Year 10 Aspiration Day visit to Wadham and Brasenose College, University of Oxford
A group of Year 10 students were involved in a Pathways Programme at Wadham and Brasenose College, University of Oxford on Tuesday 24th April with Mr Uddin and Ms Nightingale.
The Pathways Programme is an initiative coordinated by the colleges of the University of Oxford. The programme aims to provide information, advice and guidance on higher education and Oxford to academically able students.
Taster Days give academically able Year 10 students a chance to visit Oxford for a taste of what it would be like to study at Oxford. The programme includes an introduction to higher education and student finance, interactive sessions with current students and participation in an academic activity.
Students involved were: Torera Akinmoyede, Kassal Khamis, Tammy Azeez, Elena Gageanu, Ellie Saunders, Siya Dave, Junayna Ahmed, Thanushan Kenkatharan and Bradley Deacon.
The Wadham College Trip Feedback –by Ellie and Siya
On Tuesday, we were given the opportunity to visit Oxford University for a day and learn about what life is like for the students there. This trip was very fun and completely changed the preconceived ideas I had – it was a great experience and challenged a lot of common misconceptions about the university.
Firstly, the location is amazing – the architecture there is incredible and online pictures really don’t do it justice. It’s definitely somewhere you have to actually visit to be able to really appreciate the area. There’s also so much to do and around the site of the university, like exploring all the little shops and markets. I was surprised by how easily available everything is to students and other people in the area – aside from all the individual businesses there; there are also major companies like Sainsbury’s, KFC and Debenhams. I initially thought the area would be very ‘isolated’, but it’s actually quite the opposite of that.
I was also surprised by how modern the actual university itself is. The university is divided up into 38 different colleges – Brasenose College, which is the one we visited, seemed to me like a small city in itself. At first glance, the huge buildings seem like something out of a film, but they actually have quite modern features and their own unique quirks. We got to see one of the rooms that students stay in, and found out that rooms aren’t generally shared – most people get their own room to stay in. There are also a lot of green spaces that get used for various events such as games and performances.

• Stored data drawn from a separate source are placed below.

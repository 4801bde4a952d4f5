//! Vector stream and file I/O
//!
//! Text format: a length `n`, then `n` whitespace-separated values. A vector
//! pair shares one leading length and is followed by `2n` values, first
//! vector then second. Line breaks carry no meaning.
//!
//! Scalars are persisted as a raw native-endian `f64`.

use crate::error::ReduceError;
use crate::Result;
use std::fs::File;
use std::io::{BufRead, Read, Write};
use std::path::Path;
use std::str::FromStr;

/// Whitespace tokenizer over a buffered reader, tracking token positions
pub struct Tokens<R> {
    reader: R,
    pending: Vec<String>,
    position: usize,
}

impl<R: BufRead> Tokens<R> {
    pub fn new(reader: R) -> Self {
        Self {
            reader,
            pending: Vec::new(),
            position: 0,
        }
    }

    /// Next token, or `None` at end of input
    pub fn next_token(&mut self) -> Result<Option<String>> {
        while self.pending.is_empty() {
            let mut line = String::new();
            if self.reader.read_line(&mut line)? == 0 {
                return Ok(None);
            }
            // Reverse so pop() yields tokens in order
            self.pending = line.split_whitespace().rev().map(str::to_string).collect();
        }
        self.position += 1;
        Ok(self.pending.pop())
    }

    /// Parse the next token as `T`, describing it as `what` in errors
    pub fn parse_next<T: FromStr>(&mut self, what: &str) -> Result<T>
    where
        T::Err: std::fmt::Display,
    {
        let position = self.position + 1;
        let token = self.next_token()?.ok_or_else(|| ReduceError::Parse {
            position,
            message: format!("unexpected end of input while reading {}", what),
        })?;
        token.parse::<T>().map_err(|e| ReduceError::Parse {
            position,
            message: format!("invalid {} {:?}: {}", what, token, e),
        })
    }
}

fn read_length<R: BufRead>(tokens: &mut Tokens<R>) -> Result<usize> {
    let len: i64 = tokens.parse_next("vector length")?;
    usize::try_from(len).map_err(|_| ReduceError::Parse {
        position: 1,
        message: format!("vector length must not be negative, got {}", len),
    })
}

fn read_values<R: BufRead>(tokens: &mut Tokens<R>, len: usize, label: &str) -> Result<Vec<f64>> {
    (0..len)
        .map(|i| tokens.parse_next(&format!("{} element {}", label, i)))
        .collect()
}

/// Read one length-prefixed vector
pub fn read_vector<R: BufRead>(reader: R) -> Result<Vec<f64>> {
    let mut tokens = Tokens::new(reader);
    let len = read_length(&mut tokens)?;
    read_values(&mut tokens, len, "vector")
}

/// Read two vectors sharing one leading length
pub fn read_vector_pair<R: BufRead>(reader: R) -> Result<(Vec<f64>, Vec<f64>)> {
    let mut tokens = Tokens::new(reader);
    let len = read_length(&mut tokens)?;
    let first = read_values(&mut tokens, len, "first vector")?;
    let second = read_values(&mut tokens, len, "second vector")?;
    Ok((first, second))
}

/// Write a length-prefixed vector readable by [`read_vector`]
pub fn write_vector<W: Write>(values: &[f64], mut writer: W) -> Result<()> {
    writeln!(writer, "{}", values.len())?;
    let line = values
        .iter()
        .map(|v| format!("{:?}", v))
        .collect::<Vec<_>>()
        .join(" ");
    writeln!(writer, "{}", line)?;
    writer.flush()?;
    Ok(())
}

/// Persist a scalar as a raw native-endian `f64`
pub fn write_scalar(path: &Path, value: f64) -> Result<()> {
    let mut file = File::create(path)?;
    file.write_all(&value.to_ne_bytes())?;
    file.sync_all()?;
    Ok(())
}

/// Read back a scalar written by [`write_scalar`]
pub fn read_scalar(path: &Path) -> Result<f64> {
    let mut file = File::open(path)?;
    let mut buf = [0u8; 8];
    file.read_exact(&mut buf)?;
    Ok(f64::from_ne_bytes(buf))
}

#[cfg(test)]
mod tests {
    use super::*;
    use std::io::Cursor;

    #[test]
    fn test_read_vector_pair_across_lines() {
        let input = "3\n1.0 2.0\n3.0\n4 5 6\n";
        let (a, b) = read_vector_pair(Cursor::new(input)).unwrap();
        assert_eq!(a, vec![1.0, 2.0, 3.0]);
        assert_eq!(b, vec![4.0, 5.0, 6.0]);
    }

    #[test]
    fn test_short_input_is_parse_error() {
        let err = read_vector_pair(Cursor::new("3\n1 2 3\n4 5\n")).unwrap_err();
        match err {
            ReduceError::Parse { position, message } => {
                assert_eq!(position, 7);
                assert!(message.contains("end of input"));
                assert!(message.contains("second vector element 2"));
            }
            other => panic!("Wrong error: {other}"),
        }
    }

    #[test]
    fn test_malformed_token_is_parse_error() {
        let err = read_vector(Cursor::new("2\n1.5 abc\n")).unwrap_err();
        assert!(matches!(err, ReduceError::Parse { position: 3, .. }));

        assert!(read_vector(Cursor::new("-1\n")).is_err());
        assert!(read_vector(Cursor::new("")).is_err());
    }

    #[test]
    fn test_write_then_read_vector() {
        let values = vec![0.1, -2.5, 1e-12, 3.0];
        let mut buf = Vec::new();
        write_vector(&values, &mut buf).unwrap();
        assert_eq!(read_vector(Cursor::new(buf)).unwrap(), values);
    }

    #[test]
    fn test_scalar_file() {
        let dir = tempfile::tempdir().unwrap();
        let path = dir.path().join("outputfile");
        write_scalar(&path, 42.125).unwrap();
        assert_eq!(read_scalar(&path).unwrap(), 42.125);

        std::fs::write(&path, [0u8; 3]).unwrap();
        assert!(matches!(read_scalar(&path).unwrap_err(), ReduceError::Io(_)));
    }
}
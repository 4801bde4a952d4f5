//! CLI argument parsing using clap

use clap::{Parser, ValueEnum};
use std::path::PathBuf;

/// Execution mode
#[derive(Debug, Clone, Copy, PartialEq, Eq, ValueEnum)]
pub enum ExecutionMode {
    /// Parallel midpoint integration of 4/(1+x²), reduced to the coordinator (default)
    Integrate,
    /// Dot product of the two vectors in a text file (or stdin)
    Dot,
    /// Pass two numbers through the host-value marshaling layer
    PairSum,
}

/// pireduce - parallel reduce-to-root numerical integration
#[derive(Parser, Debug)]
#[command(name = "pireduce")]
#[command(version, about, long_about = None)]
pub struct Cli {
    /// Execution mode: integrate, dot, or pair-sum
    #[arg(long, value_enum, default_value = "integrate")]
    pub mode: ExecutionMode,

    // === Integration Options ===
    /// Total number of integration steps (e.g., 8, 10k, 500M)
    #[arg(short = 'n', long, env = "PIREDUCE_TOTAL_SIZE")]
    pub total_size: Option<String>,

    /// Number of workers (default: number of logical CPUs)
    #[arg(short = 'w', long, env = "PIREDUCE_WORKERS")]
    pub workers: Option<usize>,

    /// Rank that receives and prints the result
    #[arg(long)]
    pub coordinator: Option<usize>,

    /// Sample set per worker: inclusive reproduces the reference tool's
    /// shared boundary sample, exclusive evaluates owned samples only
    #[arg(long, value_enum)]
    pub sampling: Option<SamplingType>,

    /// Phase 1 execution substrate
    #[arg(long, value_enum)]
    pub backend: Option<BackendType>,

    /// How long to wait for every worker's partial (e.g., 500ms, 30s, 2m)
    #[arg(long)]
    pub timeout: Option<String>,

    // === Output Options ===
    /// JSON report output path
    #[arg(long)]
    pub json_output: Option<PathBuf>,

    /// Print each rank's partial sum after the result
    #[arg(long)]
    pub show_partials: bool,

    // === Dot Product Options ===
    /// Vector file for dot mode (reads stdin when omitted)
    #[arg(long, value_name = "FILE")]
    pub input: Option<PathBuf>,

    /// Persist the dot product as a raw f64 to this file and read it back
    #[arg(long, value_name = "FILE")]
    pub result_file: Option<PathBuf>,

    // === Marshaling Options ===
    /// The two operands for pair-sum mode
    #[arg(long, num_args = 2, value_names = ["A", "B"], allow_negative_numbers = true)]
    pub pair: Option<Vec<f64>>,

    // === Configuration File ===
    /// TOML configuration file
    #[arg(short = 'c', long)]
    pub config: Option<PathBuf>,

    /// Dry run - validate configuration without executing
    #[arg(long)]
    pub dry_run: bool,

    /// Enable debug logging (overrides RUST_LOG)
    #[arg(long)]
    pub debug: bool,
}

/// Sampling policy
#[derive(Debug, Clone, Copy, ValueEnum)]
pub enum SamplingType {
    /// Evaluate [start, end], matching the reference tool
    Inclusive,
    /// Evaluate [start, end), the owned slice only
    Exclusive,
}

/// Execution substrate
#[derive(Debug, Clone, Copy, ValueEnum)]
pub enum BackendType {
    /// One thread per rank with channel fan-in
    Threads,
    /// Rayon thread pool
    Rayon,
}

impl Cli {
    /// Parse CLI arguments
    pub fn parse_args() -> Self {
        Self::parse()
    }

    /// Validate CLI arguments
    pub fn validate(&self) -> anyhow::Result<()> {
        if let Some(0) = self.workers {
            anyhow::bail!("workers must be at least 1");
        }

        match self.mode {
            ExecutionMode::PairSum => {
                if self.pair.is_none() {
                    anyhow::bail!("pair-sum mode requires --pair A B");
                }
            }
            ExecutionMode::Integrate => {
                if self.input.is_some() || self.result_file.is_some() {
                    anyhow::bail!("--input and --result-file only apply to dot mode");
                }
            }
            ExecutionMode::Dot => {}
        }

        Ok(())
    }
}
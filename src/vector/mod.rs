//! Vector collaborators
//!
//! Boundary-only helpers that sit beside the reduction core: text and binary
//! vector I/O plus a sequential dot product. None of this participates in a
//! reduction run.
//!
//! # Example
//!
//! ```
//! use pireduce::vector::{dot, read_vector_pair};
//! use std::io::Cursor;
//!
//! let (a, b) = read_vector_pair(Cursor::new("2\n1 2\n3 4\n"))?;
//! assert_eq!(dot(&a, &b)?, 11.0);
//! # Ok::<(), pireduce::ReduceError>(())
//! ```

pub mod dot;
pub mod io;

pub use dot::{dot, is_near_zero};
pub use io::{read_scalar, read_vector, read_vector_pair, write_scalar, write_vector};
//! CLI to Config conversion utilities

use crate::config::{cli, Backend};
use crate::reducer::SamplingPolicy;
use anyhow::{Context, Result};

/// Parse a sample count (e.g., "8", "10k", "500M", "5G") using decimal multipliers
pub fn parse_count(s: &str) -> Result<i64> {
    let s = s.trim().to_lowercase().replace('_', "");

    let (num_str, multiplier) = if let Some(n) = s.strip_suffix('k') {
        (n, 1_000i64)
    } else if let Some(n) = s.strip_suffix('m') {
        (n, 1_000_000)
    } else if let Some(n) = s.strip_suffix('g') {
        (n, 1_000_000_000)
    } else if let Some(n) = s.strip_suffix('t') {
        (n, 1_000_000_000_000)
    } else {
        (s.as_str(), 1)
    };

    let num: i64 = num_str.parse()
        .with_context(|| format!("Invalid count format: {}", s))?;

    num.checked_mul(multiplier)
        .with_context(|| format!("Count overflows i64: {}", s))
}

/// Parse a duration string (e.g., "500ms", "30s", "2m", "1h") to milliseconds
pub fn parse_duration_ms(s: &str) -> Result<u64> {
    let s = s.trim().to_lowercase();

    let (num_str, multiplier) = if let Some(n) = s.strip_suffix("ms") {
        (n, 1u64)
    } else if let Some(n) = s.strip_suffix('s') {
        (n, 1000)
    } else if let Some(n) = s.strip_suffix('m') {
        (n, 60 * 1000)
    } else if let Some(n) = s.strip_suffix('h') {
        (n, 3600 * 1000)
    } else {
        (s.as_str(), 1000)
    };

    let num: u64 = num_str.parse()
        .with_context(|| format!("Invalid duration format: {}", s))?;

    num.checked_mul(multiplier)
        .with_context(|| format!("Duration overflows: {}", s))
}

/// Convert CLI SamplingType to reducer SamplingPolicy
pub fn convert_sampling(cli_type: cli::SamplingType) -> SamplingPolicy {
    match cli_type {
        cli::SamplingType::Inclusive => SamplingPolicy::Inclusive,
        cli::SamplingType::Exclusive => SamplingPolicy::Exclusive,
    }
}

/// Convert CLI BackendType to config Backend
pub fn convert_backend(cli_type: cli::BackendType) -> Backend {
    match cli_type {
        cli::BackendType::Threads => Backend::Threads,
        cli::BackendType::Rayon => Backend::Rayon,
    }
}
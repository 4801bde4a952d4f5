//! Domain decomposition
//!
//! Splits the 1-based sample index space `[1, total_size]` into `P` contiguous
//! slices of `nsize = total_size / P` samples each. Rank `r` owns
//! `[r*nsize + 1, (r+1)*nsize + 1)`.
//!
//! Integer division drops up to `P-1` trailing samples when `total_size` is not
//! a multiple of `P`. The remainder is reported by [`Partition::dropped_remainder`]
//! and is never handed to any worker.

use crate::error::ReduceError;
use crate::Result;
use serde::{Deserialize, Serialize};
use std::ops::{Range, RangeInclusive};

/// Which sample indices a worker evaluates relative to its owned slice
///
/// The reference tool loops `for i in start..=end`, so every worker also
/// evaluates the first index owned by its right neighbour. `Inclusive`
/// reproduces that sample set bit for bit. `Exclusive` evaluates exactly the
/// owned slice, which makes the per-worker sums add up to the plain midpoint
/// rule over `[1, P*nsize]`.
#[derive(Debug, Clone, Copy, PartialEq, Eq, Serialize, Deserialize, Default)]
#[serde(rename_all = "lowercase")]
pub enum SamplingPolicy {
    /// Evaluate `[start, end]`, one shared boundary sample per worker
    #[default]
    Inclusive,
    /// Evaluate `[start, end)`, the owned slice only
    Exclusive,
}

impl std::fmt::Display for SamplingPolicy {
    fn fmt(&self, f: &mut std::fmt::Formatter<'_>) -> std::fmt::Result {
        match self {
            Self::Inclusive => write!(f, "inclusive"),
            Self::Exclusive => write!(f, "exclusive"),
        }
    }
}

/// One worker's share of the integration domain
#[derive(Debug, Clone, Copy, PartialEq, Eq)]
pub struct Partition {
    rank: usize,
    num_workers: usize,
    nsize: u64,
    total_size: u64,
}

impl Partition {
    /// Build the partition for `rank` out of `num_workers`
    ///
    /// # Errors
    ///
    /// `ReduceError::Config` when `num_workers` is zero, `rank` is outside
    /// `[0, num_workers)`, `total_size` is not positive, or `total_size` is
    /// smaller than `num_workers` (some worker would own nothing).
    pub fn new(rank: usize, num_workers: usize, total_size: i64) -> Result<Self> {
        if num_workers == 0 {
            return Err(ReduceError::config("num_workers must be at least 1"));
        }
        if rank >= num_workers {
            return Err(ReduceError::config(format!(
                "rank {} is outside the worker group [0, {})",
                rank, num_workers
            )));
        }
        if total_size <= 0 {
            return Err(ReduceError::config(format!(
                "total_size must be positive, got {}",
                total_size
            )));
        }

        let total_size = total_size as u64;
        if total_size < num_workers as u64 {
            return Err(ReduceError::config(format!(
                "total_size ({}) must be at least num_workers ({})",
                total_size, num_workers
            )));
        }

        Ok(Self {
            rank,
            num_workers,
            nsize: total_size / num_workers as u64,
            total_size,
        })
    }

    /// Partitions for every rank of the group, in rank order
    pub fn all(num_workers: usize, total_size: i64) -> Result<Vec<Self>> {
        if num_workers == 0 {
            return Err(ReduceError::config("num_workers must be at least 1"));
        }
        (0..num_workers)
            .map(|rank| Self::new(rank, num_workers, total_size))
            .collect()
    }

    pub fn rank(&self) -> usize {
        self.rank
    }

    pub fn num_workers(&self) -> usize {
        self.num_workers
    }

    /// Samples owned per worker (`total_size / num_workers`)
    pub fn nsize(&self) -> u64 {
        self.nsize
    }

    pub fn total_size(&self) -> u64 {
        self.total_size
    }

    /// Subinterval width `h = 1 / total_size`
    pub fn step_width(&self) -> f64 {
        1.0 / self.total_size as f64
    }

    /// First owned sample index (1-based)
    pub fn start(&self) -> u64 {
        self.nsize * self.rank as u64 + 1
    }

    /// First sample index past the owned slice
    pub fn end(&self) -> u64 {
        self.start() + self.nsize
    }

    /// Sample indices this worker owns
    pub fn owned(&self) -> Range<u64> {
        self.start()..self.end()
    }

    /// Sample indices this worker evaluates under `policy`, in increasing order
    pub fn samples(&self, policy: SamplingPolicy) -> RangeInclusive<u64> {
        match policy {
            SamplingPolicy::Inclusive => self.start()..=self.end(),
            // start >= 1, so end - 1 never underflows
            SamplingPolicy::Exclusive => self.start()..=self.end() - 1,
        }
    }

    /// Number of evaluated samples under `policy`
    pub fn sample_count(&self, policy: SamplingPolicy) -> u64 {
        match policy {
            SamplingPolicy::Inclusive => self.nsize + 1,
            SamplingPolicy::Exclusive => self.nsize,
        }
    }

    /// Trailing samples no worker owns (`total_size % num_workers`)
    pub fn dropped_remainder(&self) -> u64 {
        self.total_size % self.num_workers as u64
    }
}
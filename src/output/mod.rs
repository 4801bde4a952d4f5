//! Result output
//!
//! - `text`: the coordinator's result line and optional per-rank partials
//! - `json`: machine-readable run report

pub mod json;
pub mod text;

The university offers a huge range of courses, and provides great opportunities to those that study there. I was also pleasantly surprised to find out that it’s not as impossible as it seems to actually qualify academically to be a student there – a lot of people think you have to be super smart to even be considered, but that’s actually not true. Another thing that I was surprised to find out is that it’s no more expensive than any other universities; however it does largely increase your chances of a much greater annual income in the future. Studying there also raises the likelihood of people wanting to hire you for a job.
Finally, one of the nicest things that I noticed about the university is that there’s a really great sense of community there – both the tutors and students there are extremely friendly and it’s a very diverse place. There are not only people from all over the country, but also people from all over the world – over 20,000 people from over 150 countries travel to Oxford just so they can study at the university.
I went to Oxford not knowing what to expect, but I was very impressed at how welcoming the place feels. We began the day by meeting other schools in a lecture hall in Wadham College and were given a talk about why Oxford is one of the top universities.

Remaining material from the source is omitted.